Goal of the exercise
Lines with "Subtract": pull these out of the listing below.

########################################

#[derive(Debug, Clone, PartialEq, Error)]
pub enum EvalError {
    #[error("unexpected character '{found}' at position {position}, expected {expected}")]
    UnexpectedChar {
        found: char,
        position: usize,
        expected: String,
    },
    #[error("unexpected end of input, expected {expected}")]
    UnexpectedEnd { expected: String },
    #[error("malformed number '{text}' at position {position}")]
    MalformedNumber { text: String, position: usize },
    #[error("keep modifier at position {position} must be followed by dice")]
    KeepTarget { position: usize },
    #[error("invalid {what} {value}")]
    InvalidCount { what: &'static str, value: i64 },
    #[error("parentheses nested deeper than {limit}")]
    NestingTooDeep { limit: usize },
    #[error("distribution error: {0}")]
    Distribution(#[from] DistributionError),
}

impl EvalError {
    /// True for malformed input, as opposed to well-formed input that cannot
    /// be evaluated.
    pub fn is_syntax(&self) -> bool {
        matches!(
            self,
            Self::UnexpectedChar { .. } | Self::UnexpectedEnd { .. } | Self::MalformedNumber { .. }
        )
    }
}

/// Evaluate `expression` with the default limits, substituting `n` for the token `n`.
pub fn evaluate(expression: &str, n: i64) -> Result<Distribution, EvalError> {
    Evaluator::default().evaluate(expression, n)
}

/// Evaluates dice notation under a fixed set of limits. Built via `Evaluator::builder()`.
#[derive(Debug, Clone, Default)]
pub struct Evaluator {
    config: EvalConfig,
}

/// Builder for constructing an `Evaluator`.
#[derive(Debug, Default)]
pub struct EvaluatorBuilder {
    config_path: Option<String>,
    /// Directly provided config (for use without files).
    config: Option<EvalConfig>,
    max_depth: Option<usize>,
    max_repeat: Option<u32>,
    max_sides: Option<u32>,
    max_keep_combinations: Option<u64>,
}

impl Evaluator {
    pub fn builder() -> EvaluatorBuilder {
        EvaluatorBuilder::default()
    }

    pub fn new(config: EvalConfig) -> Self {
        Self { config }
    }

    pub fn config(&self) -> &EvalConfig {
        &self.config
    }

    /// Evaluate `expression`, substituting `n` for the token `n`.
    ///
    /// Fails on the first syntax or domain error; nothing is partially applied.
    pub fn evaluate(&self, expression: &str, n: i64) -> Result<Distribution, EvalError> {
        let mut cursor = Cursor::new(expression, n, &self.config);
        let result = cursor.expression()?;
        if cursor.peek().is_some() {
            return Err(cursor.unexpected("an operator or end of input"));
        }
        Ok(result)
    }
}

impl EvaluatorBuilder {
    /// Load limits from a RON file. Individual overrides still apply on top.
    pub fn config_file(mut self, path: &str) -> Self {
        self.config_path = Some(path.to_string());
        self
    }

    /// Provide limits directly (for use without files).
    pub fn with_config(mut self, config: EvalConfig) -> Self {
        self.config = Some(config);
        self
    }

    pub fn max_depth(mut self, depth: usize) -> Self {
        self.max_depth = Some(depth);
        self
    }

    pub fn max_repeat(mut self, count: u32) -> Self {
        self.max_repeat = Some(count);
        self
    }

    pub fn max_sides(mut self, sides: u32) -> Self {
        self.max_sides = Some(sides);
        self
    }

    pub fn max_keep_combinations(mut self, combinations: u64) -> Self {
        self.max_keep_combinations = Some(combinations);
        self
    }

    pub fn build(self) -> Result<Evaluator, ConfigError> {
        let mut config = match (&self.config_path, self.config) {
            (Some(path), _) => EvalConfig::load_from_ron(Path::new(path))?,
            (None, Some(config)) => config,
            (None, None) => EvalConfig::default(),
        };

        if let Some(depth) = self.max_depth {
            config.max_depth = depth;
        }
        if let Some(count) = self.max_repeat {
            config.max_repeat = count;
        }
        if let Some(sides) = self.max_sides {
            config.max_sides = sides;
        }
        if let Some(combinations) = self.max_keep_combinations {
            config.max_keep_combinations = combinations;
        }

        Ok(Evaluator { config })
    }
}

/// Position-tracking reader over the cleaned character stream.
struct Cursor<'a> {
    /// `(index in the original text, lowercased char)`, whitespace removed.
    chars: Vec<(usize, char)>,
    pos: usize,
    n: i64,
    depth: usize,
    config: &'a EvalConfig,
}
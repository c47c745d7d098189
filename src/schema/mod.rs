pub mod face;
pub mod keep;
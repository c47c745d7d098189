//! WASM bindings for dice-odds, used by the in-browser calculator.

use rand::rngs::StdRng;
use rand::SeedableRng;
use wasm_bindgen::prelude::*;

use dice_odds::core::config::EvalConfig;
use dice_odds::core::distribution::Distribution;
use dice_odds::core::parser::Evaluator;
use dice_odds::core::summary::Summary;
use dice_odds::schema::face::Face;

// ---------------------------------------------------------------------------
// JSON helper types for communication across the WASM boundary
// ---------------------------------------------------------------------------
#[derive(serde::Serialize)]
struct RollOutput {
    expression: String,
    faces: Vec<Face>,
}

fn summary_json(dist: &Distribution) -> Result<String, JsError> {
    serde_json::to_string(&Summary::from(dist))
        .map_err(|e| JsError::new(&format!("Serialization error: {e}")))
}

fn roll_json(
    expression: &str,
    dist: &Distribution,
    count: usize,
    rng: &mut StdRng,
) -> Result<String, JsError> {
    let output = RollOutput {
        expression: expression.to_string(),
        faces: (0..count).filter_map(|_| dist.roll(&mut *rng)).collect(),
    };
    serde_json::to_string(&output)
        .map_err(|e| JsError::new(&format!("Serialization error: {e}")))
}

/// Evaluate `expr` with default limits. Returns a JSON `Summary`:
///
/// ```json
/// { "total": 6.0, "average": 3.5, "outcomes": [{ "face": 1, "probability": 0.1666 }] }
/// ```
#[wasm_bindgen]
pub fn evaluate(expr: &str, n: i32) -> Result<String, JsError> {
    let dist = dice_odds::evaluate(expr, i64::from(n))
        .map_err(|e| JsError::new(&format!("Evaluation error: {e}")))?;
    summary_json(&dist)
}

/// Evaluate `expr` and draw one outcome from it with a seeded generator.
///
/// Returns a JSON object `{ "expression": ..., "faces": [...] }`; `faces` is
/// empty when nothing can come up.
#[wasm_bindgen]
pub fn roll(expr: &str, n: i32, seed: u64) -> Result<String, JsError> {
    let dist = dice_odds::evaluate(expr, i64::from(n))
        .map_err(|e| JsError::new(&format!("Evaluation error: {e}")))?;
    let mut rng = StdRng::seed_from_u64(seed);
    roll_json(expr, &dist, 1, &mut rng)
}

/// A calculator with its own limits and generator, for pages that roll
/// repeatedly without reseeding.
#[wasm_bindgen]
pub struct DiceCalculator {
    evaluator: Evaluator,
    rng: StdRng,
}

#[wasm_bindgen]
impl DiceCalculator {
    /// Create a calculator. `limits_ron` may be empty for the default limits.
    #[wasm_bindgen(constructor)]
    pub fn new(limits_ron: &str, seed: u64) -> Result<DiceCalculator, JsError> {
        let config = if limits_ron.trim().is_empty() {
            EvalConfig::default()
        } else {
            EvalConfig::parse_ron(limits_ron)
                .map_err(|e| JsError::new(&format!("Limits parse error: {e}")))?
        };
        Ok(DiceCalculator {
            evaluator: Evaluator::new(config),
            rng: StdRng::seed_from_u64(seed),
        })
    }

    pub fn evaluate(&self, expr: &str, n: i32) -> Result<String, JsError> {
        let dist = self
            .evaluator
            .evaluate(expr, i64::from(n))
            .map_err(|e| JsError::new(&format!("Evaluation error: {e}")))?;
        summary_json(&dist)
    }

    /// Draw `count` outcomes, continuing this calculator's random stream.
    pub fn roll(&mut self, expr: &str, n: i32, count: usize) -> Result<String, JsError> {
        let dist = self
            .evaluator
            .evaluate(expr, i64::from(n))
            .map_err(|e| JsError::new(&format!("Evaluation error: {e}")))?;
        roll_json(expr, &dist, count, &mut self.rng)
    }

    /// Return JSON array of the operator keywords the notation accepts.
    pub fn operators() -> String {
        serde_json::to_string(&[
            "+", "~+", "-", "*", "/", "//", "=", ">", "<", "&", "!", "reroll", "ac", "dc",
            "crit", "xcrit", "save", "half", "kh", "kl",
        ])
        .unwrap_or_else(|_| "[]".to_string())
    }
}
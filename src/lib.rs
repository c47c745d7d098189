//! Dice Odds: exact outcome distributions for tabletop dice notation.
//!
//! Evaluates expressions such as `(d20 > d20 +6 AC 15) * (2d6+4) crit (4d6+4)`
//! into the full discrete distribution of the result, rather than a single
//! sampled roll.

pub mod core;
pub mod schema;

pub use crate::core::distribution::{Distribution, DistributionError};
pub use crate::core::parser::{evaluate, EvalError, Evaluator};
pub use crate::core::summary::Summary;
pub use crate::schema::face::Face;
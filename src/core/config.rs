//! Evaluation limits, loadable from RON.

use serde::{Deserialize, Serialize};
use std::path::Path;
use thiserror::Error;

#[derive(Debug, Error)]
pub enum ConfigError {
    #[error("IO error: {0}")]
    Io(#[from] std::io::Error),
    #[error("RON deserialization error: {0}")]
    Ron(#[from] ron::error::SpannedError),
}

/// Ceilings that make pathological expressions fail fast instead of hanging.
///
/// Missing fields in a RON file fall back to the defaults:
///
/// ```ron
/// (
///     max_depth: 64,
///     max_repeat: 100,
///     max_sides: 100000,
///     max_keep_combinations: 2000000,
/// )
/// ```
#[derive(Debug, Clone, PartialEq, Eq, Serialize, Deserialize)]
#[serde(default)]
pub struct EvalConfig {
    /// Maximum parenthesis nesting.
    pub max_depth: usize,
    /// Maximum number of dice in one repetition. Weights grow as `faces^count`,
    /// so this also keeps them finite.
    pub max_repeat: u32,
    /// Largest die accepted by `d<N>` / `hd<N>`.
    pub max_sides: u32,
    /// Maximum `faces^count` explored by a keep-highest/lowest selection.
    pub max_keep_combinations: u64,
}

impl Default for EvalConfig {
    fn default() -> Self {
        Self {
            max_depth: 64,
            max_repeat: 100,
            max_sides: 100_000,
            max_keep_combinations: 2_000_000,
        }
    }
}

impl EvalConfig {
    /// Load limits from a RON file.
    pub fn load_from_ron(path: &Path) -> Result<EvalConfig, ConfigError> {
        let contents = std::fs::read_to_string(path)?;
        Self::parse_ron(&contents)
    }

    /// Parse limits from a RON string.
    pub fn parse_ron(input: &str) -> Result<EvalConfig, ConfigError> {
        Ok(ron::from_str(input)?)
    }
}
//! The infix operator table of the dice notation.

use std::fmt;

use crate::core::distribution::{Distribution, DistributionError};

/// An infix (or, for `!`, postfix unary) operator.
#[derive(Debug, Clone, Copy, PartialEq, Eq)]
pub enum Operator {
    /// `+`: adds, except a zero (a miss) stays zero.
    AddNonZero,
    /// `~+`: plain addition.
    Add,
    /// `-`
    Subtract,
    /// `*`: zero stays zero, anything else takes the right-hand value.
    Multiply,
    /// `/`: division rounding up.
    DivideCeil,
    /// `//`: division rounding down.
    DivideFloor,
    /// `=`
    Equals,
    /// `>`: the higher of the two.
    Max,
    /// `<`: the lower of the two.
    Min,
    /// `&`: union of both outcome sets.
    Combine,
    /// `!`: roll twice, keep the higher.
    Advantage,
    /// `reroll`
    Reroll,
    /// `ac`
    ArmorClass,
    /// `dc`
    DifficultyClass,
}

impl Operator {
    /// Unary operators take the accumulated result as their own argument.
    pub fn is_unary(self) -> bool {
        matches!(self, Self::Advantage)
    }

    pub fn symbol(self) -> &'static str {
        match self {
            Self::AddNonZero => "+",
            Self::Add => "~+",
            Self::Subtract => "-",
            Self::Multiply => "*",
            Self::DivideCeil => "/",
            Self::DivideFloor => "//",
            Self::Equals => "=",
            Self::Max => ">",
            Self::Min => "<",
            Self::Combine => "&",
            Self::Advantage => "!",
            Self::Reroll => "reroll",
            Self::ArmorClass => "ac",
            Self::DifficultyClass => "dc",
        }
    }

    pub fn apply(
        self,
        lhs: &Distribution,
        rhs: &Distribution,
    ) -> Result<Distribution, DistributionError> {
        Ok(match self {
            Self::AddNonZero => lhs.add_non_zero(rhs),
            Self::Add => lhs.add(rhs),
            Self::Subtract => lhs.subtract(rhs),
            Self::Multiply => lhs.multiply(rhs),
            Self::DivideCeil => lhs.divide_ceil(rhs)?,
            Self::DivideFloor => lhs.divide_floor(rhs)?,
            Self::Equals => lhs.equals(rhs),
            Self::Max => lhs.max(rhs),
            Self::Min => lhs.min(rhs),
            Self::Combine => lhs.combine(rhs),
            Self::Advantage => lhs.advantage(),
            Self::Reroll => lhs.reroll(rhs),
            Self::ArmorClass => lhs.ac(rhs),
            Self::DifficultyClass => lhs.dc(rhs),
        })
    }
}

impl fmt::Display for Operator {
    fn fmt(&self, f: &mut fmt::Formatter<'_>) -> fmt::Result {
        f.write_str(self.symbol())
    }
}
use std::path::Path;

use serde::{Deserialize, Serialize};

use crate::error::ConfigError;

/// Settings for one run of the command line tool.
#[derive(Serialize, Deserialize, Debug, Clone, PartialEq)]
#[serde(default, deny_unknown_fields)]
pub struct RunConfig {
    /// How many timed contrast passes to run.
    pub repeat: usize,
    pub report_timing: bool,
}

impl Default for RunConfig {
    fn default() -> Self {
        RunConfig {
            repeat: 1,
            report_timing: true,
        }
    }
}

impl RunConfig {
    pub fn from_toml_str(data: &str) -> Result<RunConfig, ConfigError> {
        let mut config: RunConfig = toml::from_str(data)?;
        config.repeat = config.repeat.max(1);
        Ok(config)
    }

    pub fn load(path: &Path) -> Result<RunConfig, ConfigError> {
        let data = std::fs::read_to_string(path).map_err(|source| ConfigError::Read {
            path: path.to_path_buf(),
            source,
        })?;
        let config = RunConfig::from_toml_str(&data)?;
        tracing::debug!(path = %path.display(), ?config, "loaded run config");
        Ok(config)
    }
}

########################################

Response box
    Subtract,
            Self::Subtract => "-",
            Self::Subtract => lhs.subtract(rhs),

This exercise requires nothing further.